* _GOAL OF THE EXERCISE_:
Take the records below from their first line to the line with "filename src/main.rs", and restate those lines word for word.

Collected data entries:
+++++
//! Core module - The line-copying engine
//!
//! This module provides:
//! - Run configuration and state (model)
//! - Error model
//! - Input capabilities (files, stdin) behind a substitutable trait
//! - Line reader and output writer
//! - Per-input processing and the multi-input runner

pub mod error;
pub mod model;
pub mod processor;
pub mod reader;
pub mod runner;
pub mod source;
pub mod writer;
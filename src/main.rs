//! rhead - print the first lines of files or standard input
//!
//! rhead provides:
//! - `-n COUNT` line limit (default 10)
//! - `==> name <==` banners when several inputs are given
//! - Failure on one input never stops the others; the exit status reports
//!   whether anything failed

use std::process::ExitCode;

mod cli;
mod core;
mod logging;

fn main() -> ExitCode {
    if let Err(e) = logging::init() {
        eprintln!("{}: {:#}", core::runner::PROGRAM, e);
    }

    cli::run(std::env::args_os())
}
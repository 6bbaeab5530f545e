#![no_main]

use honeybee_decoder::PtDecoder;
use libfuzzer_sys::fuzz_target;

fuzz_target!(|data: &[u8]| {
    let mut decoder = PtDecoder::new(data);
    if decoder.sync_forward().is_err() {
        return;
    }

    // Drain both query surfaces until the stream errors out or ends.
    // Every successful indirect query consumes at least one packet, so
    // this terminates on arbitrary input.
    loop {
        match decoder.query_indirect() {
            Ok(target) => {
                let _ = std::hint::black_box(target);
            }
            Err(_) => break,
        }
        while let Ok(answer) = decoder.query_tnt() {
            let _ = std::hint::black_box(answer);
        }
    }
});
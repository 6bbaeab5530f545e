//! Packing an ordered block list into the on-disk hive.

use std::{
    fs::File,
    io::{BufWriter, Write},
    path::Path,
};

use zerocopy::{IntoBytes, byteorder::little_endian::U64};

use crate::{
    error::HiveError,
    extract::{BasicBlock, BlockCategory},
    format::{HIVE_MAGIC, INDIRECT_INDEX, RawBlockRecord, RawHiveHeader},
};

const LO31: u64 = INDIRECT_INDEX as u64;
const LO32: u64 = u32::MAX as u64;

/// Pack the successor-index field: `[{31 bits not-taken}, {zero},
/// {31 bits taken}, {conditional flag}]`.
fn packed_indices(not_taken: u64, taken: u64, conditional: bool) -> u64 {
    ((not_taken & LO31) << 33) | ((taken & LO31) << 1) | u64::from(conditional)
}

/// Pack the successor-uVIP field: `[{32 bits not-taken}, {32 bits taken}]`.
fn packed_uvips(not_taken: u64, taken: u64) -> u64 {
    (not_taken << 32) | (taken & LO32)
}

/// Find the id of the block containing `target`, if any.
///
/// The terminator's own address still counts as inside the block.
#[expect(clippy::cast_possible_truncation)]
fn lookup_block(sorted_blocks: &[BasicBlock], target: u64) -> Option<u32> {
    let upper = sorted_blocks.partition_point(|block| block.start <= target);
    let candidate = upper.checked_sub(1)?;
    let block = &sorted_blocks[candidate];
    (target <= block.start + u64::from(block.length)).then_some(candidate as u32)
}

fn write_u32_times<W: Write>(writer: &mut W, value: u32, times: u64) -> std::io::Result<()> {
    let bytes = value.to_le_bytes();
    for _ in 0..times {
        writer.write_all(&bytes)?;
    }
    Ok(())
}

/// Write a hive for `blocks` (sorted by start address, non-overlapping)
/// to `writer`.
///
/// Every failure mode is checked before the first byte is written, so a
/// failed build leaves nothing behind on a fresh stream.
#[expect(clippy::cast_possible_truncation)]
pub fn write_hive<W: Write>(writer: &mut W, blocks: &[BasicBlock]) -> Result<(), HiveError> {
    let (Some(first), Some(last)) = (blocks.first(), blocks.last()) else {
        return Err(HiveError::NoBlocks);
    };
    if blocks.len() as u64 >= u64::from(INDIRECT_INDEX) {
        return Err(HiveError::TooManyBlocks(blocks.len()));
    }
    for window in blocks.windows(2) {
        if window[1].start < window[0].end() {
            return Err(HiveError::OverlappingBlocks(window[1].start));
        }
    }

    let uvip_slide = first.start;
    let direct_map_count = last.end() - uvip_slide;
    if direct_map_count > LO32 {
        return Err(HiveError::ImageTooLarge(direct_map_count));
    }

    let header = RawHiveHeader {
        magic: U64::new(HIVE_MAGIC),
        block_count: U64::new(blocks.len() as u64),
        uvip_slide: U64::new(uvip_slide),
        direct_map_count: U64::new(direct_map_count),
    };
    writer.write_all(header.as_bytes())?;

    // Records: resolve each literal target against the sorted list; a
    // target that hits no block decodes like an indirect branch
    for (index, block) in blocks.iter().enumerate() {
        let resolved = block
            .direct_target
            .and_then(|target| lookup_block(blocks, target));
        let (taken_id, taken_uvip) = match resolved {
            Some(id) => (u64::from(id), blocks[id as usize].start - uvip_slide),
            None => (u64::from(INDIRECT_INDEX), 0),
        };

        let record = if block.category == BlockCategory::Conditional {
            RawBlockRecord {
                successor_indices: U64::new(packed_indices(
                    index as u64 + 1,
                    taken_id,
                    true,
                )),
                successor_ips: U64::new(packed_uvips(block.end() - uvip_slide, taken_uvip)),
            }
        } else {
            RawBlockRecord {
                successor_indices: U64::new(packed_indices(0, taken_id, false)),
                successor_ips: U64::new(packed_uvips(0, taken_uvip)),
            }
        };
        writer.write_all(record.as_bytes())?;
    }

    // Direct map: zeros for the gap before each block, then the block's
    // id for every byte it covers
    let mut cursor = uvip_slide;
    for (index, block) in blocks.iter().enumerate() {
        write_u32_times(writer, 0, block.start - cursor)?;
        write_u32_times(writer, index as u32, block.end() - block.start)?;
        cursor = block.end();
    }

    Ok(())
}

/// Build a hive file at `path` from `blocks`.
pub fn write_hive_file(path: impl AsRef<Path>, blocks: &[BasicBlock]) -> Result<(), HiveError> {
    let mut writer = BufWriter::new(File::create(path)?);
    write_hive(&mut writer, blocks)?;
    writer.flush()?;
    Ok(())
}
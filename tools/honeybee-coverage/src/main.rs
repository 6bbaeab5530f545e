use std::{
    convert::Infallible,
    ffi::{CString, OsString},
    os::unix::ffi::OsStrExt,
    path::PathBuf,
    ptr,
};

use anyhow::{Context, Result, bail, ensure};
use clap::Parser;
use hashbrown::HashSet;
use honeybee_analyzer::{
    ReportBlock, Session,
    capture::{CaptureSession, RANGE_FILTER_COUNT, RangeFilter},
};
use honeybee_hive::Hive;

/// Trace one run of a program and report its block and edge coverage.
///
/// The target is spawned suspended, pinned to CPU 0, traced through the
/// Honeybee driver with a single address-range filter, and decoded
/// against the hive once it exits. Output is `block_count`, `edge_count`,
/// then each block and each edge in first-seen order, one per line.
#[derive(Parser)]
struct Cmdline {
    /// Path of the hive built from the target binary
    hive: PathBuf,
    /// Start of the traced address range (inclusive), hex
    #[arg(value_parser = parse_hex)]
    filter_start: u64,
    /// End of the traced address range (exclusive), hex
    #[arg(value_parser = parse_hex)]
    filter_stop: u64,
    /// Target binary and its arguments
    #[arg(last = true, required = true)]
    target: Vec<OsString>,
}

fn parse_hex(value: &str) -> Result<u64, String> {
    let digits = value.strip_prefix("0x").unwrap_or(value);
    u64::from_str_radix(digits, 16).map_err(|err| err.to_string())
}

/// Collects unique blocks and AFL-style edges in first-seen order.
struct CoverageSink {
    hive_slide: u64,
    last_block: u64,
    blocks: Vec<u64>,
    block_set: HashSet<u64>,
    edges: Vec<u64>,
    edge_set: HashSet<u64>,
}

impl CoverageSink {
    fn new(hive_slide: u64) -> Self {
        Self {
            hive_slide,
            last_block: 0,
            blocks: Vec::new(),
            block_set: HashSet::new(),
            edges: Vec::new(),
            edge_set: HashSet::new(),
        }
    }
}

impl ReportBlock for CoverageSink {
    type Error = Infallible;

    #[inline]
    fn on_block(&mut self, unslid_ip: u64) -> Result<(), Self::Error> {
        let uvip = unslid_ip.wrapping_sub(self.hive_slide);
        let edge = (self.last_block << 1) ^ uvip;
        self.last_block = uvip;

        if self.edge_set.insert(edge) {
            self.edges.push(edge);
            // A repeated edge implies a repeated block, so the block set
            // only needs attention on fresh edges
            if self.block_set.insert(uvip) {
                self.blocks.push(uvip);
            }
        }

        Ok(())
    }
}

/// Fork the target with `PTRACE_TRACEME` set; the exec raises SIGTRAP and
/// leaves the child suspended until we continue it.
fn spawn_suspended(path: &CString, argv: &[CString]) -> Result<libc::pid_t> {
    let mut argv_ptrs: Vec<*const libc::c_char> =
        argv.iter().map(|arg| arg.as_ptr()).collect();
    argv_ptrs.push(ptr::null());

    // SAFETY: the child performs only async-signal-safe calls before exec
    let pid = unsafe { libc::fork() };
    if pid < 0 {
        bail!("fork failed: {}", std::io::Error::last_os_error());
    }
    if pid == 0 {
        // Child
        unsafe {
            libc::ptrace(
                libc::PTRACE_TRACEME,
                0,
                ptr::null_mut::<libc::c_void>(),
                ptr::null_mut::<libc::c_void>(),
            );
            libc::execv(path.as_ptr(), argv_ptrs.as_ptr());
            // Only reached when exec fails
            libc::_exit(127);
        }
    }

    // Wait for the exec SIGTRAP
    let mut status = 0;
    // SAFETY: pid is our own child
    let waited = unsafe { libc::waitpid(pid, &raw mut status, 0) };
    ensure!(waited == pid, "waitpid failed while spawning");
    ensure!(
        libc::WIFSTOPPED(status),
        "target exited before tracing could be configured",
    );

    Ok(pid)
}

fn pin_to_cpu(pid: libc::pid_t, cpu: usize) -> Result<()> {
    // SAFETY: cpu_set_t is plain data; zeroed is a valid empty set
    unsafe {
        let mut set: libc::cpu_set_t = std::mem::zeroed();
        libc::CPU_ZERO(&mut set);
        libc::CPU_SET(cpu, &mut set);
        if libc::sched_setaffinity(pid, size_of::<libc::cpu_set_t>(), &raw const set) != 0 {
            bail!(
                "could not pin target to CPU {cpu}: {}",
                std::io::Error::last_os_error(),
            );
        }
    }
    Ok(())
}

fn resume(pid: libc::pid_t) {
    // SAFETY: pid is our stopped child
    unsafe {
        libc::ptrace(
            libc::PTRACE_CONT,
            pid,
            ptr::null_mut::<libc::c_void>(),
            ptr::null_mut::<libc::c_void>(),
        );
    }
}

fn wait_for_exit(pid: libc::pid_t) -> Result<()> {
    loop {
        let mut status = 0;
        // SAFETY: pid is our own child
        let waited = unsafe { libc::waitpid(pid, &raw mut status, 0) };
        ensure!(waited == pid, "waitpid failed while tracing");
        if libc::WIFEXITED(status) || libc::WIFSIGNALED(status) {
            return Ok(());
        }
        // Forward any intermediate stop
        resume(pid);
    }
}

fn main() -> Result<()> {
    env_logger::init();

    let Cmdline {
        hive,
        filter_start,
        filter_stop,
        target,
    } = Cmdline::parse();
    ensure!(filter_start < filter_stop, "empty filter range");

    let hive = Hive::load(&hive).context("Failed to load hive")?;
    log::info!(
        "Loaded hive: {} blocks, slide {:#x}",
        hive.block_count(),
        hive.uvip_slide(),
    );

    let mut capture = CaptureSession::new(0).context("Failed to open the Honeybee driver")?;
    capture
        .configure_buffers(400, 5)
        .context("Failed to configure trace buffers")?;

    let argv: Vec<CString> = target
        .iter()
        .map(|arg| CString::new(arg.as_bytes()).context("Argument contains a NUL byte"))
        .collect::<Result<_>>()?;
    let pid = spawn_suspended(&argv[0], &argv)?;
    pin_to_cpu(pid, 0)?;

    let mut filters = [RangeFilter::default(); RANGE_FILTER_COUNT];
    filters[0] = RangeFilter {
        start: filter_start,
        stop: filter_stop,
        enabled: 1,
    };
    #[expect(clippy::cast_sign_loss)]
    capture
        .configure_tracing(pid as u32, filters)
        .context("Failed to configure tracing")?;
    capture
        .set_enabled(true, true)
        .context("Failed to start tracing")?;

    resume(pid);
    wait_for_exit(pid)?;

    capture
        .set_enabled(false, false)
        .context("Failed to stop tracing")?;
    let trace = capture
        .terminated_trace()
        .context("Failed to fetch the trace buffer")?;
    log::info!("Captured {} trace bytes", trace.len());

    // Runtime addresses are unslid by the filter start, which is where
    // the traced image begins
    let mut session =
        Session::new(&hive, trace, filter_start).context("Failed to sync to the trace")?;
    let mut sink = CoverageSink::new(hive.uvip_slide());
    if let Err(err) = session.decode(&mut sink) {
        bail!("Decoder error: {err}");
    }

    println!("{}", sink.blocks.len());
    println!("{}", sink.edges.len());
    for block in &sink.blocks {
        println!("{block}");
    }
    for edge in &sink.edges {
        println!("{edge}");
    }

    Ok(())
}
/// A stateful decoder over one borrowed trace buffer.
///
/// The buffer's final byte must be the [`STOP_CODON`] placed by the
/// capture layer (see [`terminate_trace_buffer`]); the codon is what lets
/// the dispatch loop run without a length check per packet.
pub struct PtDecoder<'a> {
    pub(crate) buf: &'a [u8],
    pub(crate) pos: usize,
    /// Accumulator for compressed IPs: the last reconstructed IP,
    /// sign-extended from bit 47
    pub(crate) last_tip: u64,
    /// Set by OVF; makes the next FUP an override instead of a no-op
    pub(crate) in_overflow: bool,
    pub(crate) cache: DecoderCache,
}

impl<'a> PtDecoder<'a> {
    /// Bind a decoder to a codon-terminated trace buffer.
    #[must_use]
    pub fn new(trace: &'a [u8]) -> Self {
        Self {
            buf: trace,
            pos: 0,
            last_tip: 0,
            in_overflow: false,
            cache: DecoderCache::new(),
        }
    }

    /// Clear all decode state but keep the buffer binding.
    pub fn reset(&mut self) {
        self.pos = 0;
        self.last_tip = 0;
        self.in_overflow = false;
        self.cache.clear();
    }

    /// Advance the cursor to the next PSB at or after it.
    pub fn sync_forward(&mut self) -> Result<(), DecoderError> {
        let tail = self.buf.get(self.pos..).unwrap_or_default();
        let Some(offset) = memchr::memmem::find(tail, &PSB_BYTES) else {
            return Err(DecoderError::CouldNotSync);
        };
        self.pos += offset;
        log::trace!("Synced forward to PSB at trace offset {:#x}", self.pos);
        Ok(())
    }

    /// Run the decode loop until a cache is near-full, a TIP-class packet
    /// must be consumed, or the stream ends.
    ///
    /// Most callers want the query methods instead; they invoke this on
    /// demand.
    pub fn decode_until_caches_filled(&mut self) -> Result<(), DecoderError> {
        dispatch::run(self)
    }

    /// Answer for the next conditional branch.
    ///
    /// Refills the TNT ring from the stream if it is empty. If the stream
    /// has no more TNT bits but a pending override, the override is
    /// returned (the packet that raised it preceded any later TNTs in the
    /// stream, so it is always handed out first); otherwise an empty
    /// refill is a desync.
    pub fn query_tnt(&mut self) -> Result<TntQuery, DecoderError> {
        if self.cache.tnt.is_empty() {
            match self.decode_until_caches_filled() {
                Ok(()) | Err(DecoderError::EndOfStream) => {}
                Err(err) => return Err(err),
            }
            if self.cache.tnt.is_empty() {
                if let Some(target) = self.cache.override_target.take() {
                    return Ok(TntQuery::Override(target));
                }
                return Err(DecoderError::TraceDesync);
            }
        }

        Ok(if self.cache.tnt.pop_front() {
            TntQuery::Taken
        } else {
            TntQuery::NotTaken
        })
    }

    /// Target of the next indirect branch.
    ///
    /// A pending override always wins over a queued indirect target. If
    /// neither is available the decoder runs until one is; a decode pass
    /// that produces neither is a desync, and end-of-stream propagates to
    /// the caller as the normal termination signal.
    pub fn query_indirect(&mut self) -> Result<IndirectQuery, DecoderError> {
        loop {
            if let Some(target) = self.cache.override_target.take() {
                return Ok(IndirectQuery::Override(target));
            }
            if let Some(target) = self.cache.next_indirect_target.take() {
                return Ok(IndirectQuery::Branch(target));
            }

            self.decode_until_caches_filled()?;
            if self.cache.override_target.is_none() && self.cache.next_indirect_target.is_none() {
                return Err(DecoderError::TraceDesync);
            }
        }
    }
}

/// Stamp the stop codon after the last valid packet byte and return the
/// codon-terminated prefix.
///
/// When the trace exactly filled the buffer the codon lands on the final
/// byte instead, truncating one packet; the ring-buffer contract accepts
/// this so the dispatch loop never needs a length check.
#[must_use]
pub fn terminate_trace_buffer(buffer: &mut [u8], packet_bytes: usize) -> &[u8] {
    if buffer.is_empty() {
        return buffer;
    }
    let codon_at = packet_bytes.min(buffer.len() - 1);
    buffer[codon_at] = STOP_CODON;
    &buffer[..=codon_at]
}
+++++
* _ANSWER SPACE_:
//! Core module - The line-copying engine
//!
//! This module provides:
//! - Run configuration and state (model)
//! - Error model
//! - Input capabilities (files, stdin) behind a substitutable trait
//! - Line reader and output writer
//! - Per-input processing and the multi-input runner

pub mod error;
pub mod model;
pub mod processor;
pub mod reader;
pub mod runner;
pub mod source;
pub mod writer;
filename src/main.rs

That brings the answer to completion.